- Record set -

════════════════

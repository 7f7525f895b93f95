//! The pushback-aware seek algorithm.
//!
//! There is exactly one implementation for every medium. The only thing that
//! differs between media is whether [`Backend::repositioner`] hands out a
//! [`Reposition`] capability:
//!
//! - `Start`/`End`: repositioning media move there and drop the pushback;
//!   stream media accept the request as a no-op that drops the pushback.
//! - `Current` with offset 0: a pure position query, no backend call.
//! - `Current` backwards: served from retired pushback bytes when possible,
//!   otherwise the reduced offset goes to the medium.
//! - `Current` forwards: served by skipping held pushback bytes when
//!   possible, otherwise the remainder goes to the medium.
//!
//! Failures leave the position untouched.

use std::fmt;
use std::io::SeekFrom;

use crate::{Backend, ChannelError, Pushback};

/// Reference point of a seek.
#[derive(Debug, Clone, Copy, PartialEq, Eq, Hash)]
pub enum Whence {
    Start,
    Current,
    End,
}

impl Whence {
    /// Split a [`SeekFrom`] into an offset and a reference point.
    ///
    /// Start offsets beyond `i64::MAX` are out of range.
    pub fn from_seek_from(pos: SeekFrom) -> Result<(i64, Whence), ChannelError> {
        match pos {
            SeekFrom::Start(offset) => i64::try_from(offset)
                .map(|offset| (offset, Whence::Start))
                .map_err(|_| ChannelError::OutOfRange {
                    what: "seek offset",
                    value: offset.to_string(),
                }),
            SeekFrom::Current(offset) => Ok((offset, Whence::Current)),
            SeekFrom::End(offset) => Ok((offset, Whence::End)),
        }
    }
}

impl fmt::Display for Whence {
    fn fmt(&self, f: &mut fmt::Formatter<'_>) -> fmt::Result {
        match self {
            Whence::Start => write!(f, "start"),
            Whence::Current => write!(f, "current position"),
            Whence::End => write!(f, "end"),
        }
    }
}

/// Backend-side bookkeeping of a channel.
#[derive(Debug, Default, Clone, Copy, PartialEq, Eq)]
pub(crate) struct Cursor {
    /// Bytes consumed from (or committed to) the medium.
    pub(crate) offset: u64,
    /// Bytes handed to the caller since the last write or absolute seek.
    pub(crate) read_since_write: u64,
}

impl Cursor {
    /// The caller-visible position.
    pub(crate) fn position<S: AsRef<[u8]> + AsMut<[u8]>>(&self, pushback: &Pushback<S>) -> u64 {
        self.offset.saturating_sub(pushback.len() as u64)
    }
}

/// Seek a channel, returning the new caller-visible position.
pub(crate) fn seek<S: AsRef<[u8]> + AsMut<[u8]>>(
    pushback: &mut Pushback<S>,
    cursor: &mut Cursor,
    backend: &mut dyn Backend,
    offset: i64,
    whence: Whence,
) -> Result<u64, ChannelError> {
    let out_of_range = || ChannelError::SeekOutOfRange { offset, whence };

    match whence {
        Whence::Start | Whence::End => {
            let target = match whence {
                Whence::Start if offset < 0 => return Err(out_of_range()),
                Whence::Start => SeekFrom::Start(offset as u64),
                _ => SeekFrom::End(offset),
            };

            match backend.repositioner() {
                Some(medium) => {
                    cursor.offset = medium.reposition(target)?;
                }
                None => {
                    log::debug!(
                        "seek of {} from {} on a stream medium only drops the pushback",
                        offset,
                        whence
                    );
                }
            }
            pushback.clear();
            cursor.read_since_write = 0;
        }

        Whence::Current if offset == 0 => {}

        Whence::Current if offset < 0 => {
            let back = offset.unsigned_abs();
            if back <= pushback.retired() as u64 {
                pushback.rewind(back as usize);
                cursor.read_since_write = cursor.read_since_write.saturating_sub(back);
            } else if let Some(medium) = backend.repositioner() {
                let reduced = offset
                    .checked_sub(pushback.len() as i64)
                    .ok_or_else(out_of_range)?;
                cursor.offset = medium.reposition(SeekFrom::Current(reduced))?;
                pushback.clear();
            } else {
                return Err(out_of_range());
            }
        }

        Whence::Current => {
            let forward = offset as u64;
            let held = pushback.len() as u64;
            if forward < held {
                pushback.skip(forward as usize);
                cursor.read_since_write += forward;
            } else {
                let remainder = forward - held;
                if remainder == 0 {
                    pushback.clear();
                } else if let Some(medium) = backend.repositioner() {
                    cursor.offset = medium.reposition(SeekFrom::Current(remainder as i64))?;
                    pushback.clear();
                } else {
                    return Err(out_of_range());
                }
            }
        }
    }

    let position = cursor.position(pushback);
    cursor.read_since_write = cursor.read_since_write.min(position);
    Ok(position)
}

════════════════

- Task -
Looking at the data above, write out exactly the lines that start at the one containing "self.offset.saturating_sub(pushback.len() as u64)" and end at the one containing "let target = match"; include both and nothing beyond.

- Finished task -
        self.offset.saturating_sub(pushback.len() as u64)
    }
}

/// Seek a channel, returning the new caller-visible position.
pub(crate) fn seek<S: AsRef<[u8]> + AsMut<[u8]>>(
    pushback: &mut Pushback<S>,
    cursor: &mut Cursor,
    backend: &mut dyn Backend,
    offset: i64,
    whence: Whence,
) -> Result<u64, ChannelError> {
    let out_of_range = || ChannelError::SeekOutOfRange { offset, whence };

    match whence {
        Whence::Start | Whence::End => {
            let target = match whence {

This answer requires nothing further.